Tutto ciò rafforza la nostra identità sociale perché consolida il rapporto interpersonale con coloro a cui ci rivolgiamo se essi mostrano di capire e di accettare come giusto e legittimo il nostro stato emotivo; in più, ci fa sentire parte di una comunità nel momento in cui scopriamo che le nostre reazioni ed espressioni emotive sono condivise e rispecchiano le norme sociali. Rimè e collaboratori hanno distinto due aspetti del fenomeno: la condivisione sociale e la ruminazione.
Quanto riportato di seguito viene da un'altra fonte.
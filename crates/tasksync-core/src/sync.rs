//! Parse, reconcile and rewrite one document in a single call.
//!
//! The host supplies the document through [`DocumentSource`] and receives the
//! new text through [`DocumentSink`]. The sink is only invoked after every
//! store write succeeded, so a failed sync never leaves a half-rewritten
//! document behind.

use serde::Serialize;
use thiserror::Error;
use tracing::info;

use crate::parser::parse;
use crate::reconcile::{self, SyncError, SyncPlan, SyncReport, SyncResult};
use crate::record::Scope;
use crate::rewrite::rewrite;
use crate::store::TaskStore;

#[derive(Debug, Error)]
pub enum HostError {
    #[error("cannot read {identity}: {message}")]
    Read { identity: String, message: String },
    #[error("cannot write {identity}: {message}")]
    Write { identity: String, message: String },
    #[error("{0} changed while syncing; not overwriting")]
    Conflict(String),
}

pub trait DocumentSource {
    /// Scope for this document. Read once per sync.
    fn identity(&self) -> Scope;
    fn text(&self) -> Result<String, HostError>;
}

pub trait DocumentSink {
    /// Replace the whole document content.
    fn replace(&mut self, text: &str) -> Result<(), HostError>;
}

#[derive(Debug, Clone, PartialEq, Eq, Serialize)]
pub struct SyncOutcome {
    pub text: String,
    pub changed: bool,
    pub result: SyncResult,
}

impl SyncOutcome {
    pub fn report(&self) -> SyncReport {
        self.result.report()
    }
}

pub fn sync<S: TaskStore + ?Sized>(
    text: &str,
    scope: &Scope,
    store: &mut S,
) -> Result<SyncOutcome, SyncError> {
    let result = reconcile::reconcile(parse(text), scope, store)?;
    let new_text = rewrite(text, &result);
    let changed = new_text != text;
    info!(%scope, report = %result.report(), changed, "synced document");
    Ok(SyncOutcome {
        text: new_text,
        changed,
        result,
    })
}

/// Plan a sync without writing to the store.
pub fn preview<S: TaskStore + ?Sized>(
    text: &str,
    scope: &Scope,
    store: &S,
) -> Result<SyncPlan, SyncError> {
    let existing = reconcile::query_scope(store, scope)?;
    Ok(reconcile::plan(parse(text), scope, existing))
}

/// Sync a host document; the sink only sees the new text when it differs.
pub fn sync_document<D, S>(document: &mut D, store: &mut S) -> Result<SyncOutcome, SyncError>
where
    D: DocumentSource + DocumentSink + ?Sized,
    S: TaskStore + ?Sized,
{
    let scope = document.identity();
    let text = document.text()?;
    let outcome = sync(&text, &scope, store)?;
    if outcome.changed {
        document.replace(&outcome.text)?;
    }
    Ok(outcome)
}

/// Owns a store and runs syncs against it.
#[derive(Debug)]
pub struct Synchronizer<S> {
    store: S,
}

impl<S: TaskStore> Synchronizer<S> {
    pub fn new(store: S) -> Self {
        Self { store }
    }

    pub fn store(&self) -> &S {
        &self.store
    }

    pub fn into_inner(self) -> S {
        self.store
    }

    pub fn sync(&mut self, text: &str, scope: &Scope) -> Result<SyncOutcome, SyncError> {
        sync(text, scope, &mut self.store)
    }

    pub fn preview(&self, text: &str, scope: &Scope) -> Result<SyncPlan, SyncError> {
        preview(text, scope, &self.store)
    }

    pub fn sync_document<D>(&mut self, document: &mut D) -> Result<SyncOutcome, SyncError>
    where
        D: DocumentSource + DocumentSink + ?Sized,
    {
        sync_document(document, &mut self.store)
    }
}

#[cfg(test)]
mod tests {
    use super::*;
    use crate::store::MemoryStore;

    struct Buffer {
        scope: Scope,
        text: String,
        replaced: usize,
    }

    impl DocumentSource for Buffer {
        fn identity(&self) -> Scope {
            self.scope.clone()
        }

        fn text(&self) -> Result<String, HostError> {
            Ok(self.text.clone())
        }
    }

    impl DocumentSink for Buffer {
        fn replace(&mut self, text: &str) -> Result<(), HostError> {
            self.text = text.to_string();
            self.replaced += 1;
            Ok(())
        }
    }

    #[test]
    fn sync_document_skips_sink_when_nothing_changes() {
        let mut store = MemoryStore::new();
        let mut doc = Buffer {
            scope: Scope::new("a.md"),
            text: "- [ ] one\n".to_string(),
            replaced: 0,
        };
        sync_document(&mut doc, &mut store).expect("first sync");
        assert_eq!(doc.text, "- [ ] #1 one\n");
        assert_eq!(doc.replaced, 1);

        let outcome = sync_document(&mut doc, &mut store).expect("second sync");
        assert!(!outcome.changed);
        assert_eq!(doc.replaced, 1);
    }

    #[test]
    fn preview_does_not_write() {
        let mut syncer = Synchronizer::new(MemoryStore::new());
        let plan = syncer
            .preview("- [ ] a\n- [ ] b\n", &Scope::new("a.md"))
            .expect("preview");
        assert_eq!(plan.report().created, 2);
        assert_eq!(syncer.store().writes(), 0);

        syncer.sync("- [ ] a\n", &Scope::new("a.md")).expect("sync");
        assert_eq!(syncer.into_inner().creates(), 1);
    }
}
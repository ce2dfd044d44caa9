use std::fmt;

use serde::{Deserialize, Serialize};

/// Identity of a document; every store record is filed under one scope.
///
/// Scopes compare by exact string equality. Callers compute a scope once per
/// sync and pass it through unchanged.
#[derive(Debug, Clone, PartialEq, Eq, Hash, Serialize, Deserialize)]
#[serde(transparent)]
pub struct Scope(String);

impl Scope {
    pub fn new(value: impl Into<String>) -> Self {
        Self(value.into())
    }

    pub fn as_str(&self) -> &str {
        &self.0
    }
}

impl fmt::Display for Scope {
    fn fmt(&self, f: &mut fmt::Formatter<'_>) -> fmt::Result {
        f.write_str(&self.0)
    }
}

impl From<&str> for Scope {
    fn from(value: &str) -> Self {
        Scope::new(value)
    }
}

impl From<String> for Scope {
    fn from(value: String) -> Self {
        Scope(value)
    }
}

/// Store-assigned record identifier.
#[derive(Debug, Clone, PartialEq, Eq, Hash, PartialOrd, Ord, Serialize, Deserialize)]
#[serde(transparent)]
pub struct RecordId(String);

impl RecordId {
    pub fn new(value: impl Into<String>) -> Self {
        Self(value.into())
    }

    pub fn as_str(&self) -> &str {
        &self.0
    }
}

impl fmt::Display for RecordId {
    fn fmt(&self, f: &mut fmt::Formatter<'_>) -> fmt::Result {
        f.write_str(&self.0)
    }
}

impl From<&str> for RecordId {
    fn from(value: &str) -> Self {
        RecordId::new(value)
    }
}

#[derive(Debug, Clone, Copy, PartialEq, Eq, Default, Serialize, Deserialize)]
#[serde(rename_all = "lowercase")]
pub enum TaskStatus {
    #[default]
    Pending,
    Completed,
    Deleted,
    Waiting,
    Recurring,
}

impl TaskStatus {
    pub fn is_completed(self) -> bool {
        matches!(self, TaskStatus::Completed)
    }

    pub fn as_str(self) -> &'static str {
        match self {
            TaskStatus::Pending => "pending",
            TaskStatus::Completed => "completed",
            TaskStatus::Deleted => "deleted",
            TaskStatus::Waiting => "waiting",
            TaskStatus::Recurring => "recurring",
        }
    }
}

impl fmt::Display for TaskStatus {
    fn fmt(&self, f: &mut fmt::Formatter<'_>) -> fmt::Result {
        f.write_str(self.as_str())
    }
}

#[derive(Debug, Clone, PartialEq, Eq, Serialize, Deserialize)]
pub struct StoreRecord {
    pub id: RecordId,
    pub description: String,
    pub scope: Scope,
    pub status: TaskStatus,
}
Per “condivisione sociale” si intende propriamente la rievocazione che si esprime con una narrazione ad altri, mentre la “ruminazione mentale” corrisponde alla rievocazione solo interiore che una persona fa ripensando volutamente alle proprie esperienze emotive.

Sociologi, antropologi e psicologi sociali sono particolarmente attenti alle nozioni di competenza emotiva: “dimostrazione della propria efficacia in una situazione sociale capace di suscitare emozioni”.

Questa complessa abilità richiede innanzi tutto che le persone abbiano consapevolezza del proprio stato emotivo e sappiano identificare correttamente e partecipare empaticamente alle emozioni di altri. È necessario anche aver presente che non c’è sempre corrispondenza tra stato emotivo interiore ed espressione manifesta dell’emozione, sia in se stessi sia negli altri.

Una buona competenza non può prescindere dalla conoscenza e condivisione delle regole di esibizione delle emozioni e dalla capacità di usare adeguatamente il “lessico emotivo” tipico del proprio ambiente. La competenza emotiva è dunque il risultato dell’interazione di fattori personali – come il sesso, il temperamento, l’intelligenza – e sociali, ossia i dettami delle teorie ingenue che circolano in ogni cultura e che fissano il valore delle emozioni, definiscono i loro caratteri stereotipaci e ne regolano l’andamento (durata, intensità, modalità espressive) nelle interazioni sociali.

Queste informazioni sono veicolate dal processo di socializzazione che inizia findalla nascita e comprende una vera e propria educazione alle emozioni, intervento questo che in certe culture sembra avere la marcata tendenza a “denaturalizzare” la qualità dell’esperienza emotiva individuale (White, 1993) a favore della sua culturalizzazione. Naturalmente anche se la società si adopera per impartire un’educazione emotiva, le reazione dei singoli non vengono completamente livellate e ognuno mantiene un certo grado di individualità nel modo di esperire le emozioni.